Collection entries
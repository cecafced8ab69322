//! Transient views of remote messages and their parts.
//!
//! These live for a single cycle only. Nothing here is persisted.

use std::cmp::Ordering;

use chrono::{DateTime, Utc};

/// One remote message as seen by the sync engine.
#[derive(Debug, Clone, PartialEq)]
pub struct CandidateMessage {
    /// Source-assigned stable identifier (the `Message-ID` header for IMAP).
    pub id: Option<String>,

    /// Mailbox-local sequence number (the IMAP UID).
    pub sequence: Option<u32>,

    /// Receipt timestamp.
    pub timestamp: DateTime<Utc>,

    /// Leaf parts of the message structure, in document order.
    pub parts: Vec<Part>,
}

impl CandidateMessage {
    /// The identity compared against the cursor: the id when present,
    /// otherwise the sequence number, otherwise an empty string.
    pub fn identity(&self) -> String {
        match (&self.id, self.sequence) {
            (Some(id), _) if !id.is_empty() => id.clone(),
            (_, Some(seq)) => seq.to_string(),
            _ => String::new(),
        }
    }

    /// Processing order: timestamp, then sequence number, then identity.
    pub fn cycle_order(a: &Self, b: &Self) -> Ordering {
        a.timestamp
            .cmp(&b.timestamp)
            .then_with(|| a.sequence.cmp(&b.sequence))
            .then_with(|| a.identity().cmp(&b.identity()))
    }

    /// Parts whose disposition is `attachment`.
    pub fn attachment_parts(&self) -> impl Iterator<Item = &Part> {
        self.parts
            .iter()
            .filter(|p| p.disposition == Disposition::Attachment)
    }
}

/// `Content-Disposition` kind of a part.
#[derive(Debug, Clone, Copy, PartialEq, Eq)]
pub enum Disposition {
    Attachment,
    Inline,
    /// No `Content-Disposition` header (or an unknown kind).
    Unspecified,
}

impl Disposition {
    /// Interpret a disposition type token, case-insensitively.
    pub fn parse(kind: &str) -> Self {
        if kind.eq_ignore_ascii_case("attachment") {
            Self::Attachment
        } else if kind.eq_ignore_ascii_case("inline") {
            Self::Inline
        } else {
            Self::Unspecified
        }
    }
}

/// Opaque handle a source uses to fetch a part's bytes later.
#[derive(Debug, Clone, Copy, PartialEq, Eq, Hash)]
pub struct PartRef(pub usize);

/// A leaf of the message's MIME tree.
#[derive(Debug, Clone, PartialEq)]
pub struct Part {
    pub disposition: Disposition,

    /// Declared filename. Untrusted: comes straight from the sender.
    pub filename: Option<String>,

    /// `type/subtype`, when declared.
    pub content_type: Option<String>,

    pub part_ref: PartRef,
}

impl Part {
    /// Whether the declared filename has extension `ext` (without the dot),
    /// compared case-insensitively. Parts without a filename never match.
    pub fn has_extension(&self, ext: &str) -> bool {
        let Some(name) = self.filename.as_deref() else {
            return false;
        };
        match name.rsplit_once('.') {
            Some((stem, found)) => !stem.is_empty() && found.eq_ignore_ascii_case(ext),
            None => false,
        }
    }
}

#[cfg(test)]
mod tests {
    use super::*;
    use chrono::TimeZone;

    fn part(filename: Option<&str>) -> Part {
        Part {
            disposition: Disposition::Attachment,
            filename: filename.map(String::from),
            content_type: None,
            part_ref: PartRef(0),
        }
    }

    fn msg(id: Option<&str>, seq: Option<u32>, hour: u32) -> CandidateMessage {
        CandidateMessage {
            id: id.map(String::from),
            sequence: seq,
            timestamp: Utc.with_ymd_and_hms(2024, 5, 1, hour, 0, 0).unwrap(),
            parts: Vec::new(),
        }
    }

    #[test]
    fn test_identity_fallbacks() {
        assert_eq!(msg(Some("<x@y>"), Some(3), 0).identity(), "<x@y>");
        assert_eq!(msg(Some(""), Some(3), 0).identity(), "3");
        assert_eq!(msg(None, Some(3), 0).identity(), "3");
        assert_eq!(msg(None, None, 0).identity(), "");
    }

    #[test]
    fn test_cycle_order_breaks_ties() {
        let mut messages = vec![
            msg(Some("c"), Some(9), 10),
            msg(Some("b"), Some(4), 10),
            msg(Some("a"), Some(8), 8),
            msg(Some("d"), None, 10),
        ];
        messages.sort_by(CandidateMessage::cycle_order);
        let ids: Vec<String> = messages.iter().map(|m| m.identity()).collect();
        assert_eq!(ids, vec!["a", "d", "b", "c"]);
    }

    #[test]
    fn test_disposition_parse() {
        assert_eq!(Disposition::parse("ATTACHMENT"), Disposition::Attachment);
        assert_eq!(Disposition::parse("inline"), Disposition::Inline);
        assert_eq!(Disposition::parse("form-data"), Disposition::Unspecified);
    }

    #[test]
    fn test_has_extension() {
        assert!(part(Some("report.pdf")).has_extension("pdf"));
        assert!(part(Some("REPORT.PDF")).has_extension("pdf"));
        assert!(part(Some("archive.tar.pdf")).has_extension("pdf"));
        assert!(!part(Some("report.pdf.exe")).has_extension("pdf"));
        assert!(!part(Some("pdf")).has_extension("pdf"));
        assert!(!part(Some(".pdf")).has_extension("pdf"));
        assert!(!part(None).has_extension("pdf"));
    }
}
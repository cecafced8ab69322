//! SQLite-backed cursor store.

use std::path::Path;

use rusqlite::{params, Connection, OptionalExtension};
use rusqlite_migration::{Migrations, M};
use tracing::debug;

use crate::error::{Result, SyncError};
use crate::model::Cursor;

use super::CursorStore;

/// Database migrations, applied in order and tracked via `user_version`.
fn migrations() -> Migrations<'static> {
    Migrations::new(vec![M::up(
        r#"
        -- Exactly one row, id = 1. Writes overwrite it.
        CREATE TABLE sync_cursor (
            id INTEGER PRIMARY KEY CHECK (id = 1),
            last_message_id TEXT,
            last_sequence TEXT,
            last_processed_at TEXT,
            updated_at TEXT NOT NULL DEFAULT (datetime('now'))
        );

        INSERT INTO sync_cursor (id) VALUES (1);
        "#,
    )])
}

/// Cursor store in a single-row SQLite table.
pub struct SqliteCursorStore {
    conn: Connection,
}

impl SqliteCursorStore {
    /// Open (or create) the database at `db_path`.
    pub fn open(db_path: impl AsRef<Path>) -> Result<Self> {
        let db_path = db_path.as_ref();
        if let Some(parent) = db_path.parent().filter(|p| !p.as_os_str().is_empty()) {
            std::fs::create_dir_all(parent).map_err(|e| SyncError::io(parent, e))?;
        }

        let conn = Connection::open(db_path)?;
        // WAL keeps the single-row overwrite atomic across crashes.
        conn.execute_batch(
            r#"
            PRAGMA journal_mode = WAL;
            PRAGMA synchronous = NORMAL;
            "#,
        )?;
        debug!(path = %db_path.display(), "Opened cursor database");
        Self::from_connection(conn)
    }

    /// In-memory database, for tests.
    pub fn open_in_memory() -> Result<Self> {
        Self::from_connection(Connection::open_in_memory()?)
    }

    fn from_connection(mut conn: Connection) -> Result<Self> {
        migrations().to_latest(&mut conn)?;
        Ok(Self { conn })
    }

    /// When the cursor was last written (SQLite `datetime('now')`, UTC).
    pub fn updated_at(&self) -> Result<Option<String>> {
        let updated = self
            .conn
            .query_row(
                "SELECT updated_at FROM sync_cursor WHERE id = 1",
                [],
                |row| row.get(0),
            )
            .optional()?;
        Ok(updated)
    }
}

/// Legacy databases stored "unset" as an empty string.
fn non_empty(value: Option<String>) -> Option<String> {
    value.filter(|s| !s.trim().is_empty())
}

impl CursorStore for SqliteCursorStore {
    fn read(&self) -> Result<Cursor> {
        let cursor = self
            .conn
            .query_row(
                "SELECT last_message_id, last_sequence, last_processed_at
                 FROM sync_cursor WHERE id = 1",
                [],
                |row| {
                    Ok(Cursor {
                        last_message_id: non_empty(row.get(0)?),
                        last_sequence: non_empty(row.get(1)?),
                        last_processed_at: non_empty(row.get(2)?),
                    })
                },
            )
            .optional()?;
        Ok(cursor.unwrap_or_default())
    }

    fn write(&mut self, cursor: &Cursor) -> Result<()> {
        self.conn.execute(
            "INSERT INTO sync_cursor (id, last_message_id, last_sequence, last_processed_at, updated_at)
             VALUES (1, ?1, ?2, ?3, datetime('now'))
             ON CONFLICT(id) DO UPDATE SET
                 last_message_id = excluded.last_message_id,
                 last_sequence = excluded.last_sequence,
                 last_processed_at = excluded.last_processed_at,
                 updated_at = excluded.updated_at",
            params![
                cursor.last_message_id,
                cursor.last_sequence,
                cursor.last_processed_at
            ],
        )?;
        Ok(())
    }
}

#[cfg(test)]
mod tests {
    use super::*;

    fn sample() -> Cursor {
        Cursor {
            last_message_id: Some("<m3@example.com>".into()),
            last_sequence: Some("7".into()),
            last_processed_at: Some("2024-01-03T09:00:00+00:00".into()),
        }
    }

    #[test]
    fn test_fresh_store_reads_empty_cursor() {
        let store = SqliteCursorStore::open_in_memory().unwrap();
        assert!(store.read().unwrap().is_empty());
    }

    #[test]
    fn test_write_then_read() {
        let mut store = SqliteCursorStore::open_in_memory().unwrap();
        store.write(&sample()).unwrap();
        assert_eq!(store.read().unwrap(), sample());
        assert!(store.updated_at().unwrap().is_some());
    }

    #[test]
    fn test_overwrite_keeps_single_row() {
        let mut store = SqliteCursorStore::open_in_memory().unwrap();
        store.write(&sample()).unwrap();
        let next = Cursor {
            last_message_id: Some("<m4@example.com>".into()),
            last_sequence: None,
            last_processed_at: Some("2024-01-04T09:00:00+00:00".into()),
        };
        store.write(&next).unwrap();

        assert_eq!(store.read().unwrap(), next);
        let rows: i64 = store
            .conn
            .query_row("SELECT COUNT(*) FROM sync_cursor", [], |row| row.get(0))
            .unwrap();
        assert_eq!(rows, 1);
    }

    #[test]
    fn test_empty_strings_read_as_unset() {
        let store = SqliteCursorStore::open_in_memory().unwrap();
        store
            .conn
            .execute(
                "UPDATE sync_cursor SET last_message_id = '', last_sequence = ' ' WHERE id = 1",
                [],
            )
            .unwrap();
        assert!(store.read().unwrap().is_empty());
    }

    #[test]
    fn test_persists_across_reopen() {
        let tmp = tempfile::tempdir().unwrap();
        let path = tmp.path().join("state").join("tracker.db");
        {
            let mut store = SqliteCursorStore::open(&path).unwrap();
            store.write(&sample()).unwrap();
        }
        let store = SqliteCursorStore::open(&path).unwrap();
        assert_eq!(store.read().unwrap(), sample());
    }
}
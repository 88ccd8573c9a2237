/// Default OpenAI-compatible endpoint.
pub const DEFAULT_BASE_URL: &str = "https://api.openai.com/v1";

/// Model backend configuration loaded from environment variables.
#[derive(Debug, Clone)]
pub struct LlmConfig {
    pub api_key: String,
    pub base_url: String,
    pub text_model: String,
    pub image_model: String,
    /// Per-request timeout. Image generation is the slow path.
    pub request_timeout_secs: u64,
}

impl LlmConfig {
    /// Load configuration from environment variables with defaults.
    ///
    /// | Env Var                   | Default                      |
    /// |---------------------------|------------------------------|
    /// | `OPENAI_API_KEY`          | *(required for real calls)*  |
    /// | `OPENAI_BASE_URL`         | `https://api.openai.com/v1`  |
    /// | `OPENAI_TEXT_MODEL`       | `gpt-4.1`                    |
    /// | `OPENAI_IMAGE_MODEL`      | `gpt-image-1`                |
    /// | `OPENAI_TIMEOUT_SECS`     | `300`                        |
    pub fn from_env() -> Self {
        let api_key = std::env::var("OPENAI_API_KEY").unwrap_or_default();
        let base_url = std::env::var("OPENAI_BASE_URL")
            .unwrap_or_else(|_| DEFAULT_BASE_URL.into())
            .trim_end_matches('/')
            .to_string();
        let text_model = std::env::var("OPENAI_TEXT_MODEL").unwrap_or_else(|_| "gpt-4.1".into());
        let image_model =
            std::env::var("OPENAI_IMAGE_MODEL").unwrap_or_else(|_| "gpt-image-1".into());
        let request_timeout_secs: u64 = std::env::var("OPENAI_TIMEOUT_SECS")
            .unwrap_or_else(|_| "300".into())
            .parse()
            .expect("OPENAI_TIMEOUT_SECS must be a valid u64");

        Self {
            api_key,
            base_url,
            text_model,
            image_model,
            request_timeout_secs,
        }
    }
}
use std::sync::Arc;

use adforge_llm::ModelBackend;
use sqlx::PgPool;

use crate::config::PipelineConfig;
use crate::fetcher::PageFetcher;

/// Everything a stage handler needs. Cheap to clone.
#[derive(Clone)]
pub struct PipelineContext {
    pub pool: PgPool,
    pub backend: Arc<dyn ModelBackend>,
    pub fetcher: Arc<dyn PageFetcher>,
    pub config: PipelineConfig,
}

impl PipelineContext {
    pub fn new(
        pool: PgPool,
        backend: Arc<dyn ModelBackend>,
        fetcher: Arc<dyn PageFetcher>,
        config: PipelineConfig,
    ) -> Self {
        Self {
            pool,
            backend,
            fetcher,
            config,
        }
    }
}
//! Closed, tag-discriminated schema for generated creatives.
//!
//! Every generation run requests exactly one [`CreativeType`]; the model must
//! answer with the matching [`CreativeOutput`] variant, selected by the `type`
//! field. Acceptance is two-step: serde decodes the shape (all fields
//! required), then [`CreativeOutput::violations`] checks the constraints
//! serde cannot express (non-empty strings, minimum array lengths).

use std::fmt;
use std::str::FromStr;

use serde::{Deserialize, Serialize};
use serde_json::{json, Value};

use crate::error::CoreError;

/// Name of the discriminator field in model output.
pub const TAG_FIELD: &str = "type";

// ---------------------------------------------------------------------------
// Creative type
// ---------------------------------------------------------------------------

/// The seven creative kinds a generation run can request.
#[derive(Debug, Clone, Copy, PartialEq, Eq, Hash, Serialize, Deserialize)]
#[serde(rename_all = "SCREAMING_SNAKE_CASE")]
pub enum CreativeType {
    MetaAds,
    GoogleAds,
    TiktokHooks,
    MarketingEmail,
    SocialPosts,
    AnglesHooksHeadlines,
    AbVariants,
}

impl CreativeType {
    pub const ALL: [CreativeType; 7] = [
        CreativeType::MetaAds,
        CreativeType::GoogleAds,
        CreativeType::TiktokHooks,
        CreativeType::MarketingEmail,
        CreativeType::SocialPosts,
        CreativeType::AnglesHooksHeadlines,
        CreativeType::AbVariants,
    ];

    pub fn as_str(self) -> &'static str {
        match self {
            CreativeType::MetaAds => "META_ADS",
            CreativeType::GoogleAds => "GOOGLE_ADS",
            CreativeType::TiktokHooks => "TIKTOK_HOOKS",
            CreativeType::MarketingEmail => "MARKETING_EMAIL",
            CreativeType::SocialPosts => "SOCIAL_POSTS",
            CreativeType::AnglesHooksHeadlines => "ANGLES_HOOKS_HEADLINES",
            CreativeType::AbVariants => "AB_VARIANTS",
        }
    }

    /// A minimal instance of the required shape, used in prompts so the model
    /// sees the exact field names and nesting it must produce.
    pub fn shape_hint(self) -> Value {
        match self {
            CreativeType::MetaAds => json!({
                "type": "META_ADS",
                "ads": [{
                    "angle": "string",
                    "audienceSegment": "string",
                    "primaryText": "string",
                    "headline": "string",
                    "description": "string",
                    "cta": "string"
                }]
            }),
            CreativeType::GoogleAds => json!({
                "type": "GOOGLE_ADS",
                "campaigns": [{
                    "angle": "string",
                    "headlines": ["string"],
                    "descriptions": ["string"],
                    "keywords": ["string"]
                }]
            }),
            CreativeType::TiktokHooks => json!({
                "type": "TIKTOK_HOOKS",
                "hooks": [{
                    "angle": "string",
                    "hook": "string",
                    "onScreenText": "string",
                    "voiceover": "string",
                    "shotList": ["string"]
                }]
            }),
            CreativeType::MarketingEmail => json!({
                "type": "MARKETING_EMAIL",
                "email": {
                    "angle": "string",
                    "subjectLines": ["string"],
                    "previewText": "string",
                    "bodyMarkdown": "string"
                }
            }),
            CreativeType::SocialPosts => json!({
                "type": "SOCIAL_POSTS",
                "posts": [{
                    "platform": "linkedin | x | instagram",
                    "angle": "string",
                    "post": "string",
                    "hashtags": ["string"]
                }]
            }),
            CreativeType::AnglesHooksHeadlines => json!({
                "type": "ANGLES_HOOKS_HEADLINES",
                "angles": ["string"],
                "hooks": ["string"],
                "headlines": ["string"]
            }),
            CreativeType::AbVariants => json!({
                "type": "AB_VARIANTS",
                "variants": [{
                    "angle": "string",
                    "a": {"headline": "string", "primaryText": "string"},
                    "b": {"headline": "string", "primaryText": "string"}
                }]
            }),
        }
    }
}

impl fmt::Display for CreativeType {
    fn fmt(&self, f: &mut fmt::Formatter<'_>) -> fmt::Result {
        f.write_str(self.as_str())
    }
}

impl FromStr for CreativeType {
    type Err = CoreError;

    fn from_str(s: &str) -> Result<Self, Self::Err> {
        CreativeType::ALL
            .into_iter()
            .find(|t| t.as_str() == s)
            .ok_or_else(|| CoreError::Validation(format!("Unknown creative type '{s}'")))
    }
}

// ---------------------------------------------------------------------------
// Output shapes
// ---------------------------------------------------------------------------

#[derive(Debug, Clone, PartialEq, Eq, Serialize, Deserialize)]
#[serde(rename_all = "camelCase")]
pub struct MetaAd {
    pub angle: String,
    pub audience_segment: String,
    pub primary_text: String,
    pub headline: String,
    pub description: String,
    pub cta: String,
}

#[derive(Debug, Clone, PartialEq, Eq, Serialize, Deserialize)]
#[serde(rename_all = "camelCase")]
pub struct GoogleCampaign {
    pub angle: String,
    pub headlines: Vec<String>,
    pub descriptions: Vec<String>,
    pub keywords: Vec<String>,
}

#[derive(Debug, Clone, PartialEq, Eq, Serialize, Deserialize)]
#[serde(rename_all = "camelCase")]
pub struct TiktokHook {
    pub angle: String,
    pub hook: String,
    pub on_screen_text: String,
    pub voiceover: String,
    pub shot_list: Vec<String>,
}

#[derive(Debug, Clone, PartialEq, Eq, Serialize, Deserialize)]
#[serde(rename_all = "camelCase")]
pub struct MarketingEmail {
    pub angle: String,
    pub subject_lines: Vec<String>,
    pub preview_text: String,
    pub body_markdown: String,
}

#[derive(Debug, Clone, Copy, PartialEq, Eq, Serialize, Deserialize)]
#[serde(rename_all = "lowercase")]
pub enum SocialPlatform {
    Linkedin,
    X,
    Instagram,
}

#[derive(Debug, Clone, PartialEq, Eq, Serialize, Deserialize)]
#[serde(rename_all = "camelCase")]
pub struct SocialPost {
    pub platform: SocialPlatform,
    pub angle: String,
    pub post: String,
    /// The only list without a minimum; absent means none.
    #[serde(default)]
    pub hashtags: Vec<String>,
}

#[derive(Debug, Clone, PartialEq, Eq, Serialize, Deserialize)]
#[serde(rename_all = "camelCase")]
pub struct AbCopy {
    pub headline: String,
    pub primary_text: String,
}

#[derive(Debug, Clone, PartialEq, Eq, Serialize, Deserialize)]
pub struct AbVariant {
    pub angle: String,
    pub a: AbCopy,
    pub b: AbCopy,
}

/// Validated model output for one generation run.
#[derive(Debug, Clone, PartialEq, Eq, Serialize, Deserialize)]
#[serde(tag = "type", rename_all = "SCREAMING_SNAKE_CASE")]
pub enum CreativeOutput {
    MetaAds {
        ads: Vec<MetaAd>,
    },
    GoogleAds {
        campaigns: Vec<GoogleCampaign>,
    },
    TiktokHooks {
        hooks: Vec<TiktokHook>,
    },
    MarketingEmail {
        email: MarketingEmail,
    },
    SocialPosts {
        posts: Vec<SocialPost>,
    },
    AnglesHooksHeadlines {
        angles: Vec<String>,
        hooks: Vec<String>,
        headlines: Vec<String>,
    },
    AbVariants {
        variants: Vec<AbVariant>,
    },
}

impl CreativeOutput {
    pub fn creative_type(&self) -> CreativeType {
        match self {
            CreativeOutput::MetaAds { .. } => CreativeType::MetaAds,
            CreativeOutput::GoogleAds { .. } => CreativeType::GoogleAds,
            CreativeOutput::TiktokHooks { .. } => CreativeType::TiktokHooks,
            CreativeOutput::MarketingEmail { .. } => CreativeType::MarketingEmail,
            CreativeOutput::SocialPosts { .. } => CreativeType::SocialPosts,
            CreativeOutput::AnglesHooksHeadlines { .. } => CreativeType::AnglesHooksHeadlines,
            CreativeOutput::AbVariants { .. } => CreativeType::AbVariants,
        }
    }

    /// Constraint violations serde cannot express. Empty means valid.
    ///
    /// Paths use the wire field names, e.g. `ads[1].primaryText`.
    pub fn violations(&self) -> Vec<String> {
        let mut v = Violations::default();
        match self {
            CreativeOutput::MetaAds { ads } => {
                v.min_items("ads", ads.len(), 1);
                for (i, ad) in ads.iter().enumerate() {
                    let p = format!("ads[{i}]");
                    v.text(&p, "angle", &ad.angle);
                    v.text(&p, "audienceSegment", &ad.audience_segment);
                    v.text(&p, "primaryText", &ad.primary_text);
                    v.text(&p, "headline", &ad.headline);
                    v.text(&p, "description", &ad.description);
                    v.text(&p, "cta", &ad.cta);
                }
            }
            CreativeOutput::GoogleAds { campaigns } => {
                v.min_items("campaigns", campaigns.len(), 1);
                for (i, c) in campaigns.iter().enumerate() {
                    let p = format!("campaigns[{i}]");
                    v.text(&p, "angle", &c.angle);
                    v.text_list(&format!("{p}.headlines"), &c.headlines, 1);
                    v.text_list(&format!("{p}.descriptions"), &c.descriptions, 1);
                    v.text_list(&format!("{p}.keywords"), &c.keywords, 1);
                }
            }
            CreativeOutput::TiktokHooks { hooks } => {
                v.min_items("hooks", hooks.len(), 1);
                for (i, h) in hooks.iter().enumerate() {
                    let p = format!("hooks[{i}]");
                    v.text(&p, "angle", &h.angle);
                    v.text(&p, "hook", &h.hook);
                    v.text(&p, "onScreenText", &h.on_screen_text);
                    v.text(&p, "voiceover", &h.voiceover);
                    v.text_list(&format!("{p}.shotList"), &h.shot_list, 1);
                }
            }
            CreativeOutput::MarketingEmail { email } => {
                v.text("email", "angle", &email.angle);
                v.text_list("email.subjectLines", &email.subject_lines, 1);
                v.text("email", "previewText", &email.preview_text);
                v.text("email", "bodyMarkdown", &email.body_markdown);
            }
            CreativeOutput::SocialPosts { posts } => {
                v.min_items("posts", posts.len(), 1);
                for (i, post) in posts.iter().enumerate() {
                    let p = format!("posts[{i}]");
                    v.text(&p, "angle", &post.angle);
                    v.text(&p, "post", &post.post);
                    v.text_list(&format!("{p}.hashtags"), &post.hashtags, 0);
                }
            }
            CreativeOutput::AnglesHooksHeadlines {
                angles,
                hooks,
                headlines,
            } => {
                v.text_list("angles", angles, 1);
                v.text_list("hooks", hooks, 1);
                v.text_list("headlines", headlines, 1);
            }
            CreativeOutput::AbVariants { variants } => {
                v.min_items("variants", variants.len(), 1);
                for (i, variant) in variants.iter().enumerate() {
                    let p = format!("variants[{i}]");
                    v.text(&p, "angle", &variant.angle);
                    for (side, copy) in [("a", &variant.a), ("b", &variant.b)] {
                        let sp = format!("{p}.{side}");
                        v.text(&sp, "headline", &copy.headline);
                        v.text(&sp, "primaryText", &copy.primary_text);
                    }
                }
            }
        }
        v.0
    }
}

#[derive(Default)]
struct Violations(Vec<String>);

impl Violations {
    fn text(&mut self, parent: &str, field: &str, value: &str) {
        if value.trim().is_empty() {
            self.0.push(format!("{parent}.{field} must not be empty"));
        }
    }

    fn min_items(&mut self, path: &str, len: usize, min: usize) {
        if len < min {
            self.0
                .push(format!("{path} must contain at least {min} item(s), got {len}"));
        }
    }

    fn text_list(&mut self, path: &str, items: &[String], min: usize) {
        self.min_items(path, items.len(), min);
        for (i, item) in items.iter().enumerate() {
            if item.trim().is_empty() {
                self.0.push(format!("{path}[{i}] must not be empty"));
            }
        }
    }
}

// ---------------------------------------------------------------------------
// Acceptance
// ---------------------------------------------------------------------------

/// Model output rejected by the strict schema for `creative_type`.
#[derive(Debug, Clone, PartialEq, Eq, thiserror::Error)]
#[error("output does not match the {creative_type} schema: {}", .violations.join("; "))]
pub struct SchemaViolation {
    pub creative_type: CreativeType,
    pub violations: Vec<String>,
}

impl SchemaViolation {
    fn single(creative_type: CreativeType, message: impl Into<String>) -> Self {
        Self {
            creative_type,
            violations: vec![message.into()],
        }
    }
}

impl From<SchemaViolation> for CoreError {
    fn from(err: SchemaViolation) -> Self {
        CoreError::Validation(err.to_string())
    }
}

/// Force the discriminator to the requested type.
///
/// The tag is caller-known, never inferred from content. Returns `true` when
/// the value was changed. Non-object values are left alone; validation
/// rejects them.
pub fn ensure_tag(value: &mut Value, creative_type: CreativeType) -> bool {
    let Some(obj) = value.as_object_mut() else {
        return false;
    };
    let expected = creative_type.as_str();
    if obj.get(TAG_FIELD).and_then(Value::as_str) == Some(expected) {
        return false;
    }
    obj.insert(TAG_FIELD.to_string(), Value::String(expected.to_string()));
    true
}

/// Strictly validate `value` against the closed schema for `creative_type`.
pub fn validate(value: &Value, creative_type: CreativeType) -> Result<CreativeOutput, SchemaViolation> {
    if !value.is_object() {
        return Err(SchemaViolation::single(
            creative_type,
            "expected a JSON object at the root",
        ));
    }

    let output: CreativeOutput = serde_json::from_value(value.clone())
        .map_err(|e| SchemaViolation::single(creative_type, e.to_string()))?;

    if output.creative_type() != creative_type {
        return Err(SchemaViolation::single(
            creative_type,
            format!(
                "type is {} but {creative_type} was requested",
                output.creative_type()
            ),
        ));
    }

    let violations = output.violations();
    if violations.is_empty() {
        Ok(output)
    } else {
        Err(SchemaViolation {
            creative_type,
            violations,
        })
    }
}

> _EXERCISE INSTRUCTIONS_:
An exact copy of the data is needed, running from its first line through the line that holds "otherwise an empty string.", and nothing beyond that.

> _RESULT OF THIS TASK_:
repository cecafced8ab69322
//! Transient views of remote messages and their parts.
//!
//! These live for a single cycle only. Nothing here is persisted.

use std::cmp::Ordering;

use chrono::{DateTime, Utc};

/// One remote message as seen by the sync engine.
#[derive(Debug, Clone, PartialEq)]
pub struct CandidateMessage {
    /// Source-assigned stable identifier (the `Message-ID` header for IMAP).
    pub id: Option<String>,

    /// Mailbox-local sequence number (the IMAP UID).
    pub sequence: Option<u32>,

    /// Receipt timestamp.
    pub timestamp: DateTime<Utc>,

    /// Leaf parts of the message structure, in document order.
    pub parts: Vec<Part>,
}

impl CandidateMessage {
    /// The identity compared against the cursor: the id when present,
    /// otherwise the sequence number, otherwise an empty string.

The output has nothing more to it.